[Saved entries]
——

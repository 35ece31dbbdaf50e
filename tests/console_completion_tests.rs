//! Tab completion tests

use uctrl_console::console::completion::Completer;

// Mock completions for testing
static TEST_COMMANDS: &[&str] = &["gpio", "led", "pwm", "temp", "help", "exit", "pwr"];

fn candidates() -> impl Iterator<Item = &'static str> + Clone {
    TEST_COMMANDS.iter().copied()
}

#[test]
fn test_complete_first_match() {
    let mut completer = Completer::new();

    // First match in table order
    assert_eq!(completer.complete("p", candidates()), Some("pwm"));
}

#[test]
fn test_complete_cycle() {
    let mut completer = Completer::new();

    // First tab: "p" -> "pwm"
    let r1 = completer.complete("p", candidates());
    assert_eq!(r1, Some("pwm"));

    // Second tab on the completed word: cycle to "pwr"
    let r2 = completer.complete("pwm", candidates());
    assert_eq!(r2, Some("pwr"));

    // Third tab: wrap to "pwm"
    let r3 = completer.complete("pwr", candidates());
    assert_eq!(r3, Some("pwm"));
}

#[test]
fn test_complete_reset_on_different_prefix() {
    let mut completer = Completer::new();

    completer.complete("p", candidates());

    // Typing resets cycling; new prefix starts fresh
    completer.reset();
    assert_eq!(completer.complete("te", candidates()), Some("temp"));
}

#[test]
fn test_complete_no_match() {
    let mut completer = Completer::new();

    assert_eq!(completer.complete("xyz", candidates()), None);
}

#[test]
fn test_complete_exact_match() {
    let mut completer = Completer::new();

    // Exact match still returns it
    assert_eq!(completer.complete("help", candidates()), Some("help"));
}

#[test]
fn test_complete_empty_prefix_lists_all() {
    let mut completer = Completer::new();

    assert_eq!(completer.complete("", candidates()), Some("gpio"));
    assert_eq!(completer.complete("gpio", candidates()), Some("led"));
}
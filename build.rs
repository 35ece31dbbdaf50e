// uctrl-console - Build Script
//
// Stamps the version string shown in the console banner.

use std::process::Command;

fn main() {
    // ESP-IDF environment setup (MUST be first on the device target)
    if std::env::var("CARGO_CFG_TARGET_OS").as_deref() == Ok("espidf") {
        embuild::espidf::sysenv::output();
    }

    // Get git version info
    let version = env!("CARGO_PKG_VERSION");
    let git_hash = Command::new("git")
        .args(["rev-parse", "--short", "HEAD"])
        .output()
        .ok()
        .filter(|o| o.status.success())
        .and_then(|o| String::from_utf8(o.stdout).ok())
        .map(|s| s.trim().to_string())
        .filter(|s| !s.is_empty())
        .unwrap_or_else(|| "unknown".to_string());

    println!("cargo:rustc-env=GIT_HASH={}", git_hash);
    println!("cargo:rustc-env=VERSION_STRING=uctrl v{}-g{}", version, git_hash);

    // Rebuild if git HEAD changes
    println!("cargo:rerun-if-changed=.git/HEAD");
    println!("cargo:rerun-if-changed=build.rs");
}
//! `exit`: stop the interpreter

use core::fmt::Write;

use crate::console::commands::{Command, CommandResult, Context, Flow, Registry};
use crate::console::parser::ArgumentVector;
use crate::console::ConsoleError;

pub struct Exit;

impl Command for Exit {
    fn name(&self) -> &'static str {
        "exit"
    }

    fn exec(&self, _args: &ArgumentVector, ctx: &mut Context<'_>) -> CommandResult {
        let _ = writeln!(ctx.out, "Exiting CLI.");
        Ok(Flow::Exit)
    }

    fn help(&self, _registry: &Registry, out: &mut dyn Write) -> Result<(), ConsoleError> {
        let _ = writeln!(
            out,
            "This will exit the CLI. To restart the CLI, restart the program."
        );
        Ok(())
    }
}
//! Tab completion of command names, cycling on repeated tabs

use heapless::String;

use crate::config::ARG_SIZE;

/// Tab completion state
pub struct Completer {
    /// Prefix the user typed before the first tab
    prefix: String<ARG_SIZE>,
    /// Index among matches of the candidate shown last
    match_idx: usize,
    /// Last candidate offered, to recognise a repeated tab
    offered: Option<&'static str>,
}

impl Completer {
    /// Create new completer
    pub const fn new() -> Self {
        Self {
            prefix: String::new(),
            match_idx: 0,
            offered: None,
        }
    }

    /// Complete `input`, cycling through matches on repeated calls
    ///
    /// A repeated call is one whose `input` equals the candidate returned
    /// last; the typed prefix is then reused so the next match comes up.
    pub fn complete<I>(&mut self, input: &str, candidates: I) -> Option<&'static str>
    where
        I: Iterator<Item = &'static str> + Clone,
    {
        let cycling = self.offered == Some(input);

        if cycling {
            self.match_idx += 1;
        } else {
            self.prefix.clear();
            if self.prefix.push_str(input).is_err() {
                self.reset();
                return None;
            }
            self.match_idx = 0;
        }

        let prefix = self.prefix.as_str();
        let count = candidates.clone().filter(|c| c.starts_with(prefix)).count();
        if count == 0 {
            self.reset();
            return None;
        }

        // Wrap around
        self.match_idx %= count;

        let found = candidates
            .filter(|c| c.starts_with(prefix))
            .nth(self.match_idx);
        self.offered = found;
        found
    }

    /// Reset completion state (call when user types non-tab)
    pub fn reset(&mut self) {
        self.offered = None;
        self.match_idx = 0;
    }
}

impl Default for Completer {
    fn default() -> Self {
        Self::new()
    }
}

——

▸ TASK DESCRIPTION: Go line by line through the data, copying each one that contains the word "ConsoleError".

▸ OUTPUT FOR THIS TASK:
use crate::console::ConsoleError;
    fn help(&self, _registry: &Registry, out: &mut dyn Write) -> Result<(), ConsoleError> {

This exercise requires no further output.